Origine et histoire de l'Hôtel de ville
L’hôtel de ville de Montbéliard, situé place Saint-Martin, remplace un ancien édifice médiéval construit vers 1470. Sa reconstruction est décidée au XVIIIe siècle pour moderniser le siège du pouvoir municipal. L’ingénieur Pierre-Louis-Philippe de la Guêpière en conçoit les plans, tandis que l’inspecteur Georges Louis Morel simplifie le projet initial. La démolition de l’ancien bâtiment commence en mars 1776, et la première pierre du nouvel hôtel de ville est posée le 23 mai 1776. Après deux ans de travaux menés par l’entrepreneur Claude Jannin et son fils Prothade, l’inauguration a lieu le 13 novembre 1778.
Le bâtiment néoclassique se distingue par son fronton orné des armes de Montbéliard et de la devise « Dieu seul est mon appuy ». Une cloche en bronze, classée monument historique en 1928, trône dans le clocheton au-dessus de l’entrée principale. Elle porte une inscription latine en gothique : « Ave Maria gracia plena Dominus tecum benedicta tu in mulieribus ». Le balcon de la façade et la rampe de l’escalier intérieur, œuvres du sculpteur Ganzer, sont également classés la même année. L’édifice symbolise l’influence des princes de Montbéliard, comme en témoignent les armes princières sculptées par Glorieux.
En 1858, une aile est ajoutée pour accueillir un théâtre à l’italienne, conçu par l’architecte local Auguste Goguel. D’une capacité de 500 places, il comprend un parterre et deux balcons, ornés de peintures décoratives signées Charles-Antoine Cambon et Joseph-François Désiré Thierry. Ce théâtre, comme le reste de l’hôtel de ville, est protégé au titre des monuments historiques : l’édifice principal est inscrit depuis 1939, tandis que la salle de spectacle, son vestibule et son décor intérieur le sont depuis 1992.
L’hôtel de ville incarne aussi des événements marquants, comme la réception du grand-duc de Russie le 18 août 1782, quelques années après son achèvement.

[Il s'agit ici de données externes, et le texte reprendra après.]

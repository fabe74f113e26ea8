// Copyright (C) 2026 Fred Clausen
// Use of this source code is governed by an MIT-style
// license that can be found in the LICENSE file or at
// https://opensource.org/licenses/MIT.

use crate::tests::helpers::{
    create_mixed_orders, create_scenario_orders, create_test_item, create_test_order,
};
use crate::{FilterState, OnTimeStatus, filter_line_items, filter_orders, matches};
use painel_domain::{LineItem, Modality, Month, Order, Region, ServiceType, StateCode};
use std::collections::BTreeSet;

#[test]
fn test_default_state_accepts_every_order() {
    let orders: Vec<Order> = create_mixed_orders();
    let state: FilterState = FilterState::default();

    let filtered: Vec<&Order> = filter_orders(&orders, &state);

    assert_eq!(filtered.len(), orders.len());
    assert!(orders.iter().all(|o| matches(o, &state)));
}

#[test]
fn test_single_region_facet() {
    let orders: Vec<Order> = create_scenario_orders();
    let mut state: FilterState = FilterState::default();
    state.regions.insert(Region::Sul);

    let filtered: Vec<&Order> = filter_orders(&orders, &state);

    let states: Vec<StateCode> = filtered.iter().map(|o| o.state).collect();
    assert_eq!(states, vec![StateCode::PR, StateCode::SC]);
}

#[test]
fn test_facets_combine_as_conjunction() {
    let orders: Vec<Order> = create_scenario_orders();
    let mut state: FilterState = FilterState::default();
    state.regions.insert(Region::Sul);
    state.states.insert(StateCode::PR);

    let filtered: Vec<&Order> = filter_orders(&orders, &state);

    assert_eq!(filtered.len(), 1);
    assert_eq!(filtered[0].state, StateCode::PR);
}

#[test]
fn test_values_within_one_facet_combine_as_union() {
    let orders: Vec<Order> = create_scenario_orders();
    let mut state: FilterState = FilterState::default();
    state.states = BTreeSet::from([StateCode::PR, StateCode::AM]);

    let filtered: Vec<&Order> = filter_orders(&orders, &state);

    assert_eq!(filtered.len(), 2);
}

#[test]
fn test_contradictory_facets_yield_empty_subset() {
    let orders: Vec<Order> = create_scenario_orders();
    let mut state: FilterState = FilterState::default();
    state.regions.insert(Region::Norte);
    state.states.insert(StateCode::PR);

    assert!(filter_orders(&orders, &state).is_empty());
}

#[test]
fn test_month_facet_uses_delivery_date() {
    let orders: Vec<Order> = create_mixed_orders();
    let mut state: FilterState = FilterState::default();
    state.months.insert(Month::Marco);

    let filtered: Vec<&Order> = filter_orders(&orders, &state);

    let numbers: Vec<&str> = filtered.iter().map(|o| o.order_number.as_str()).collect();
    assert_eq!(numbers, vec!["2002", "2003"]);
}

#[test]
fn test_modality_and_service_type_facets() {
    let orders: Vec<Order> = create_mixed_orders();
    let mut state: FilterState = FilterState::default();
    state.modalities.insert(Modality::Aereo);

    assert_eq!(filter_orders(&orders, &state).len(), 3);

    state.service_types.insert(ServiceType::Entrega);
    let filtered: Vec<&Order> = filter_orders(&orders, &state);
    assert_eq!(filtered.len(), 1);
    assert_eq!(filtered[0].order_number, "2005");
}

#[test]
fn test_on_time_status_selector() {
    let orders: Vec<Order> = create_mixed_orders();
    let mut state: FilterState = FilterState::default();

    state.on_time_status = OnTimeStatus::OnTimeOnly;
    let on_time: Vec<&Order> = filter_orders(&orders, &state);
    assert_eq!(on_time.len(), 4);
    assert!(on_time.iter().all(|o| o.on_time));

    state.on_time_status = OnTimeStatus::LateOnly;
    let late: Vec<&Order> = filter_orders(&orders, &state);
    assert_eq!(late.len(), 2);
    assert!(late.iter().all(|o| !o.on_time));
}

#[test]
fn test_year_and_selected_order_do_not_filter() {
    let orders: Vec<Order> = create_mixed_orders();
    let mut state: FilterState = FilterState::default();
    state.year = 2020;
    state.selected_order = Some(String::from("PED-2001"));

    assert_eq!(filter_orders(&orders, &state).len(), orders.len());
}

#[test]
fn test_filter_orders_preserves_input_order() {
    let orders: Vec<Order> = create_mixed_orders();
    let mut state: FilterState = FilterState::default();
    state.on_time_status = OnTimeStatus::OnTimeOnly;

    let numbers: Vec<&str> = filter_orders(&orders, &state)
        .iter()
        .map(|o| o.order_number.as_str())
        .collect();
    assert_eq!(numbers, vec!["2001", "2003", "2004", "2006"]);
}

#[test]
fn test_line_items_join_on_filtered_orders() {
    let orders: Vec<Order> = create_scenario_orders();
    let items: Vec<LineItem> = vec![
        create_test_item("1001", "ITM-1"),
        create_test_item("1003", "ITM-2"),
        create_test_item("1001", "ITM-3"),
        create_test_item("1002", "ITM-4"),
    ];
    let mut state: FilterState = FilterState::default();
    state.on_time_status = OnTimeStatus::OnTimeOnly;

    let filtered: Vec<&Order> = filter_orders(&orders, &state);
    let joined: Vec<&LineItem> = filter_line_items(&items, &filtered);

    let codes: Vec<&str> = joined.iter().map(|i| i.item_code.as_str()).collect();
    assert_eq!(codes, vec!["ITM-1", "ITM-2", "ITM-3"]);
}

#[test]
fn test_line_items_with_unknown_order_are_excluded() {
    let orders: Vec<Order> = vec![create_test_order("1001", StateCode::PR, true)];
    let items: Vec<LineItem> = vec![
        create_test_item("1001", "ITM-1"),
        create_test_item("9999", "ITM-ORPHAN"),
    ];

    let filtered: Vec<&Order> = filter_orders(&orders, &FilterState::default());
    let joined: Vec<&LineItem> = filter_line_items(&items, &filtered);

    assert_eq!(joined.len(), 1);
    assert_eq!(joined[0].item_code, "ITM-1");
}

#[test]
fn test_line_items_empty_when_no_orders_pass() {
    let orders: Vec<Order> = create_scenario_orders();
    let items: Vec<LineItem> = vec![create_test_item("1001", "ITM-1")];
    let mut state: FilterState = FilterState::default();
    state.regions.insert(Region::CentroOeste);

    let filtered: Vec<&Order> = filter_orders(&orders, &state);

    assert!(filter_line_items(&items, &filtered).is_empty());
}
// Copyright (C) 2026 Fred Clausen
// Use of this source code is governed by an MIT-style
// license that can be found in the LICENSE file or at
// https://opensource.org/licenses/MIT.

//! Deterministic sample records.
//!
//! The same seed always yields the same orders and items, so dashboard output
//! can be compared between runs.

use painel_domain::{
    LineItem, Modality, Order, OrderStatus, Region, ServiceType, StateCode, Subgroup,
};
use rand::rngs::StdRng;
use rand::{Rng, SeedableRng};
use time::error::ComponentRange;
use time::{Date, Month};

/// Number of orders generated when none is requested.
pub const DEFAULT_ORDER_COUNT: usize = 134;

/// Calendar year of every generated delivery date.
pub const SAMPLE_YEAR: i32 = 2024;

const FIRST_ORDER_ID: usize = 100_000;
const FIRST_MOVEMENT_NUMBER: usize = 116_418;
const FIRST_ORDER_NUMBER: usize = 84_249;

/// Chance that an order is late.
const LATE_PROBABILITY: f64 = 0.0075;

const CAMPAIGNS: [&str; 4] = [
    "99TEC_1856_CAPACETES BHZ X SP",
    "99TEC_1831_S_ENTREGAS VIA FORTALEZ",
    "99TEC_1885_COBRANÇA EXTRA PPC",
    "99TEC_1819_4_ENTREGAS VIA FORTALEZ",
];

const ORIGIN_CITIES: [&str; 10] = [
    "São Paulo",
    "Rio de Janeiro",
    "Belo Horizonte",
    "Curitiba",
    "Porto Alegre",
    "Salvador",
    "Recife",
    "Fortaleza",
    "Brasília",
    "Manaus",
];

const ITEM_DESCRIPTIONS: [&str; 6] = [
    "CAPACETE MODELO X",
    "JAQUETA TÉRMICA",
    "LUVAS DE PROTEÇÃO",
    "ÓCULOS DE SEGURANÇA",
    "BOTAS IMPERMEÁVEIS",
    "COLETE REFLETIVO",
];

/// Generated orders and their line items.
#[derive(Debug, Clone, PartialEq)]
pub struct SampleData {
    /// Generated orders.
    pub orders: Vec<Order>,
    /// Line items, one to three per order.
    pub items: Vec<LineItem>,
}

fn pick<'a, T>(rng: &mut StdRng, list: &'a [T]) -> &'a T {
    &list[rng.gen_range(0..list.len())]
}

fn delivery_date(rng: &mut StdRng) -> Result<Date, ComponentRange> {
    let month: Month = Month::January.nth_next(rng.gen_range(0..12));
    Date::from_calendar_date(SAMPLE_YEAR, month, rng.gen_range(1..=28))
}

fn sample_order(rng: &mut StdRng, index: usize) -> Result<Order, ComponentRange> {
    let region: Region = *pick(rng, &Region::ALL);
    let state: StateCode = *pick(rng, region.states());
    let on_time: bool = !rng.gen_bool(LATE_PROBABILITY);

    Ok(Order::new(
        format!("PED-{}", FIRST_ORDER_ID + index),
        (FIRST_MOVEMENT_NUMBER + index).to_string(),
        (FIRST_ORDER_NUMBER + index).to_string(),
        *pick(rng, &ServiceType::ALL),
        *pick(rng, &Modality::ALL),
        (*pick(rng, &ORIGIN_CITIES)).to_string(),
        state,
        region,
        (*pick(rng, &CAMPAIGNS)).to_string(),
        OrderStatus::Finalizado,
        on_time,
        delivery_date(rng)?,
    ))
}

fn sample_item(rng: &mut StdRng, order_number: &str) -> LineItem {
    LineItem::new(
        order_number.to_string(),
        format!("ITM-{}", rng.gen_range(0..10_000_u32)),
        (*pick(rng, &ITEM_DESCRIPTIONS)).to_string(),
        *pick(rng, &Subgroup::ALL),
        rng.gen_range(1..=50),
        f64::from(rng.gen_range(10..110_u32)),
        f64::from(rng.gen_range(100..5_100_u32)),
    )
}

/// Generates `order_count` orders with one to three items each.
///
/// Every order's state is drawn from its region, so the result always passes
/// record validation.
///
/// # Errors
///
/// Returns `ComponentRange` if a delivery date cannot be built.
pub fn generate(seed: u64, order_count: usize) -> Result<SampleData, ComponentRange> {
    let mut rng: StdRng = StdRng::seed_from_u64(seed);
    let mut orders: Vec<Order> = Vec::with_capacity(order_count);
    let mut items: Vec<LineItem> = Vec::new();

    for index in 0..order_count {
        let order: Order = sample_order(&mut rng, index)?;
        let item_count: usize = rng.gen_range(1..=3);
        for _ in 0..item_count {
            items.push(sample_item(&mut rng, &order.order_number));
        }
        orders.push(order);
    }

    Ok(SampleData { orders, items })
}

#[cfg(test)]
mod tests {
    #![allow(clippy::unwrap_used)]

    use super::*;
    use painel_domain::{validate_order, validate_records};
    use std::collections::HashMap;

    #[test]
    fn test_same_seed_same_records() {
        let first: SampleData = generate(7, DEFAULT_ORDER_COUNT).unwrap();
        let second: SampleData = generate(7, DEFAULT_ORDER_COUNT).unwrap();

        assert_eq!(first, second);
    }

    #[test]
    fn test_different_seeds_differ() {
        let first: SampleData = generate(1, DEFAULT_ORDER_COUNT).unwrap();
        let second: SampleData = generate(2, DEFAULT_ORDER_COUNT).unwrap();

        assert_ne!(first, second);
    }

    #[test]
    fn test_identifiers_are_sequential() {
        let sample: SampleData = generate(42, DEFAULT_ORDER_COUNT).unwrap();

        assert_eq!(sample.orders.len(), 134);
        assert_eq!(sample.orders[0].id, "PED-100000");
        assert_eq!(sample.orders[0].movement_number, "116418");
        assert_eq!(sample.orders[0].order_number, "84249");
        assert_eq!(sample.orders[133].id, "PED-100133");
        assert_eq!(sample.orders[133].order_number, "84382");
    }

    #[test]
    fn test_orders_are_consistent() {
        let sample: SampleData = generate(42, DEFAULT_ORDER_COUNT).unwrap();

        for order in &sample.orders {
            assert!(validate_order(order).is_ok(), "{order:?}");
            assert_eq!(order.delivery_date.year(), SAMPLE_YEAR);
            assert!(order.delivery_date.day() <= 28);
        }
        assert!(validate_records(&sample.orders, &sample.items).is_ok());
    }

    #[test]
    fn test_one_to_three_items_per_order() {
        let sample: SampleData = generate(42, DEFAULT_ORDER_COUNT).unwrap();
        let mut per_order: HashMap<&str, usize> = HashMap::new();
        for item in &sample.items {
            *per_order.entry(item.order_number.as_str()).or_insert(0) += 1;
        }

        assert_eq!(per_order.len(), sample.orders.len());
        assert!(per_order.values().all(|count| (1..=3).contains(count)));
    }

    #[test]
    fn test_item_amounts_in_range() {
        let sample: SampleData = generate(42, DEFAULT_ORDER_COUNT).unwrap();

        for item in &sample.items {
            assert!((1..=50).contains(&item.quantity));
            assert!((10.0..110.0).contains(&item.total_volume));
            assert!((100.0..5100.0).contains(&item.total_value));
            assert!(item.item_code.starts_with("ITM-"));
        }
    }

    #[test]
    fn test_zero_orders() {
        let sample: SampleData = generate(42, 0).unwrap();

        assert!(sample.orders.is_empty());
        assert!(sample.items.is_empty());
    }
}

Les artisans ayant contribué à sa construction incluent le charpentier Georges Curie, le gypseur italien Gillardet, et le serrurier strasbourgeois Jean-Baptiste Pertois. Ces détails reflètent le mélange d’influences locales et européennes dans l’architecture montbéliardaise de l’époque.
Avant sa reconstruction, l’ancien hôtel de ville, mentionné dès 1398, avait subi plusieurs modifications, dont une tour haussée en 1562 et des agrandissements par l’acquisition d’un cabaret en 1523. Les jardins, écuries et autres dépendances, visibles sur des plans de 1715 et 1718, témoignent de son importance dans la vie communautaire. Aujourd’hui, l’édifice reste un symbole du patrimoine municipal et culturel de Montbéliard, alliant fonctions administratives et artistiques.